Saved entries
= Beginning of Section =

//! Idempotent database creation
//!
//! Ensures the application database exists before the server ever
//! connects to it: check `pg_database`, create with the configured
//! owner only when absent. Postgres has no `CREATE DATABASE IF NOT
//! EXISTS`, so a concurrent bootstrap can win the race between the
//! check and the create; that shows up as SQLSTATE 42P04
//! (duplicate_database) and is folded into `AlreadyExists`.

use sqlx::PgPool;
use thiserror::Error;

use crate::models::PgIdent;

/// SQLSTATE: insufficient_privilege
const SQLSTATE_INSUFFICIENT_PRIVILEGE: &str = "42501";

/// SQLSTATE: undefined_object (missing owner role)
const SQLSTATE_UNDEFINED_OBJECT: &str = "42704";

/// SQLSTATE: duplicate_database (lost the create race)
const SQLSTATE_DUPLICATE_DATABASE: &str = "42P04";

/// Outcome of an `ensure_database` call
#[derive(Debug, Clone, Copy, PartialEq, Eq)]
pub enum EnsureStatus {
    /// The database was absent and has been created
    Created,
    /// A database with that name already existed; nothing was done
    AlreadyExists,
}

/// Catalog error taxonomy for the bootstrap
#[derive(Debug, Error)]
pub enum CatalogError {
    /// Executing principal may not create databases
    #[error("permission denied creating database '{name}'")]
    Permission {
        name: String,
        #[source]
        source: sqlx::Error,
    },

    /// The requested owner role does not exist in the catalog
    #[error("owner role '{role}' does not exist")]
    UnknownRole {
        role: String,
        #[source]
        source: sqlx::Error,
    },

    /// The catalog is unreachable
    #[error("could not reach catalog: {0}")]
    Connection(#[source] sqlx::Error),

    /// Anything else the catalog reported
    #[error("catalog error: {0}")]
    Catalog(#[source] sqlx::Error),
}

/// Ensure a database named `name` owned by `owner` exists.
///
/// Consults the catalog once and issues at most one mutation. The
/// owner role must already exist; this never creates it.
///
/// `admin` must be connected to a database that already exists
/// (typically `postgres`), since a session cannot create the database
/// it is connected to.
///
/// # Errors
///
/// * [`CatalogError::Permission`] - principal lacks CREATEDB
/// * [`CatalogError::UnknownRole`] - `owner` missing from the catalog
/// * [`CatalogError::Connection`] - catalog unreachable
/// * [`CatalogError::Catalog`] - any other server-reported failure
pub async fn ensure_database(
    admin: &PgPool,
    name: &PgIdent,
    owner: &PgIdent,
) -> Result<EnsureStatus, CatalogError> {
    let existing = sqlx::query("SELECT 1 FROM pg_database WHERE datname = $1")
        .bind(name.as_str())
        .fetch_optional(admin)
        .await
        .map_err(|e| classify(e, name, owner))?;

    if existing.is_some() {
        tracing::debug!(database = %name, "database already present, skipping create");
        return Ok(EnsureStatus::AlreadyExists);
    }

    // CREATE DATABASE cannot be prepared or run inside a transaction,
    // so it goes through the simple query protocol. Identifiers are
    // validated PgIdents; quoting is safe.
    let stmt = format!("CREATE DATABASE {} OWNER {}", name.quoted(), owner.quoted());
    match sqlx::raw_sql(&stmt).execute(admin).await {
        Ok(_) => {
            tracing::info!(database = %name, owner = %owner, "database created");
            Ok(EnsureStatus::Created)
        }
        Err(e) if lost_create_race(&e) => {
            // A concurrent bootstrap created it between check and create
            tracing::debug!(database = %name, "database created concurrently");
            Ok(EnsureStatus::AlreadyExists)
        }
        Err(e) => Err(classify(e, name, owner)),
    }
}

/// True when a create failed only because a concurrent bootstrap won
/// the race between the existence check and the create.
fn lost_create_race(e: &sqlx::Error) -> bool {
    sqlstate(e).as_deref() == Some(SQLSTATE_DUPLICATE_DATABASE)
}

/// Extract the SQLSTATE code from a sqlx error, if the server reported one.
fn sqlstate(e: &sqlx::Error) -> Option<String> {
    match e {
        sqlx::Error::Database(db) => db.code().map(|c| c.into_owned()),
        _ => None,
    }
}

/// Map a sqlx error into the bootstrap taxonomy.
fn classify(e: sqlx::Error, name: &PgIdent, owner: &PgIdent) -> CatalogError {
    if let Some(code) = sqlstate(&e) {
        return match code.as_str() {
            SQLSTATE_INSUFFICIENT_PRIVILEGE => CatalogError::Permission {
                name: name.as_str().to_owned(),
                source: e,
            },
            SQLSTATE_UNDEFINED_OBJECT => CatalogError::UnknownRole {
                role: owner.as_str().to_owned(),
                source: e,
            },
            _ => CatalogError::Catalog(e),
        };
    }

    match e {
        sqlx::Error::Io(_)
        | sqlx::Error::Tls(_)
        | sqlx::Error::PoolTimedOut
        | sqlx::Error::PoolClosed
        | sqlx::Error::WorkerCrashed => CatalogError::Connection(e),
        other => CatalogError::Catalog(other),
    }
}

#[cfg(test)]
mod tests {
    use super::*;

    fn ident(s: &str) -> PgIdent {
        PgIdent::new(s).expect("valid test identifier")
    }

    /// Minimal server-reported error carrying a fixed SQLSTATE, for
    /// exercising the classification arms without a live catalog.
    #[derive(Debug)]
    struct StubDatabaseError {
        code: &'static str,
    }

    impl std::fmt::Display for StubDatabaseError {
        fn fmt(&self, f: &mut std::fmt::Formatter<'_>) -> std::fmt::Result {
            write!(f, "SQLSTATE {}", self.code)
        }
    }

    impl std::error::Error for StubDatabaseError {}

    impl sqlx::error::DatabaseError for StubDatabaseError {
        fn message(&self) -> &str {
            "stub database error"
        }

        fn code(&self) -> Option<std::borrow::Cow<'_, str>> {
            Some(self.code.into())
        }

        fn as_error(&self) -> &(dyn std::error::Error + Send + Sync + 'static) {
            self
        }

        fn as_error_mut(&mut self) -> &mut (dyn std::error::Error + Send + Sync + 'static) {
            self
        }

        fn into_error(self: Box<Self>) -> Box<dyn std::error::Error + Send + Sync + 'static> {
            self
        }

        fn kind(&self) -> sqlx::error::ErrorKind {
            sqlx::error::ErrorKind::Other
        }
    }

    fn server_error(code: &'static str) -> sqlx::Error {
        sqlx::Error::Database(Box::new(StubDatabaseError { code }))
    }

    #[test]
    fn insufficient_privilege_classifies_as_permission() {
        let err = classify(server_error("42501"), &ident("app"), &ident("app"));
        match err {
            CatalogError::Permission { name, .. } => assert_eq!(name, "app"),
            other => panic!("expected Permission, got {:?}", other),
        }
    }

    #[test]
    fn undefined_object_classifies_as_unknown_role() {
        let err = classify(server_error("42704"), &ident("app"), &ident("pharmacist"));
        match err {
            CatalogError::UnknownRole { role, .. } => assert_eq!(role, "pharmacist"),
            other => panic!("expected UnknownRole, got {:?}", other),
        }
    }

    #[test]
    fn duplicate_database_folds_into_already_exists() {
        // The create statement losing the race reports 42P04
        assert!(lost_create_race(&server_error("42P04")));

        // Other server errors are not the race
        assert!(!lost_create_race(&server_error("42501")));
        assert!(!lost_create_race(&sqlx::Error::PoolTimedOut));
    }

    #[test]
    fn unrelated_sqlstate_classifies_as_catalog() {
        let err = classify(server_error("53300"), &ident("app"), &ident("app"));
        assert!(matches!(err, CatalogError::Catalog(_)));
    }

    #[test]
    fn connection_errors_classify_as_connection() {
        let e = sqlx::Error::Io(std::io::Error::new(
            std::io::ErrorKind::ConnectionRefused,
            "refused",
        ));
        let err = classify(e, &ident("app"), &ident("app"));
        assert!(matches!(err, CatalogError::Connection(_)));

        let err = classify(sqlx::Error::PoolTimedOut, &ident("app"), &ident("app"));
        assert!(matches!(err, CatalogError::Connection(_)));
    }

    #[test]
    fn unclassified_errors_fall_back_to_catalog() {
        let err = classify(sqlx::Error::RowNotFound, &ident("app"), &ident("app"));
        assert!(matches!(err, CatalogError::Catalog(_)));
    }

    #[test]
    fn error_messages_name_the_subject() {
        let e = sqlx::Error::PoolClosed;
        let err = CatalogError::UnknownRole {
            role: "app".into(),
            source: e,
        };
        assert_eq!(err.to_string(), "owner role 'app' does not exist");
    }

    // Integration tests - run with an admin DATABASE_URL set:
    //   DATABASE_URL=postgres://postgres@localhost/postgres \
    //     cargo test -p pharmd-server -- --ignored

    #[tokio::test]
    #[ignore = "requires database"]
    async fn ensure_is_idempotent() {
        let url = std::env::var("DATABASE_URL").expect("DATABASE_URL required");
        let admin = crate::db::pool::create_admin_pool(&url)
            .await
            .expect("admin pool");

        let name = ident("pharmd_ensure_test");
        let owner = ident("postgres");

        // Start clean
        let _ = sqlx::raw_sql("DROP DATABASE IF EXISTS \"pharmd_ensure_test\"")
            .execute(&admin)
            .await;

        let first = ensure_database(&admin, &name, &owner).await.expect("first");
        assert_eq!(first, EnsureStatus::Created);

        let second = ensure_database(&admin, &name, &owner)
            .await
            .expect("second");
        assert_eq!(second, EnsureStatus::AlreadyExists);

        let _ = sqlx::raw_sql("DROP DATABASE IF EXISTS \"pharmd_ensure_test\"")
            .execute(&admin)
            .await;
    }

    #[tokio::test]
    #[ignore = "requires database"]
    async fn unknown_owner_role_fails_without_mutation() {
        let url = std::env::var("DATABASE_URL").expect("DATABASE_URL required");
        let admin = crate::db::pool::create_admin_pool(&url)
            .await
            .expect("admin pool");

        let name = ident("pharmd_norole_test");
        let owner = ident("pharmd_role_that_does_not_exist");

        let err = ensure_database(&admin, &name, &owner)
            .await
            .expect_err("should fail");
        assert!(matches!(err, CatalogError::UnknownRole { .. }));

        // Catalog unchanged
        let row = sqlx::query("SELECT 1 FROM pg_database WHERE datname = $1")
            .bind(name.as_str())
            .fetch_optional(&admin)
            .await
            .expect("catalog query");
        assert!(row.is_none());
    }
}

= End of Section =

■ **Assignment**
Your job is to print exactly the lines that run from the top of the entries through the line with "win the race between the", and no others.

■ **Reply to the task**
//! Idempotent database creation
//!
//! Ensures the application database exists before the server ever
//! connects to it: check `pg_database`, create with the configured
//! owner only when absent. Postgres has no `CREATE DATABASE IF NOT
//! EXISTS`, so a concurrent bootstrap can win the race between the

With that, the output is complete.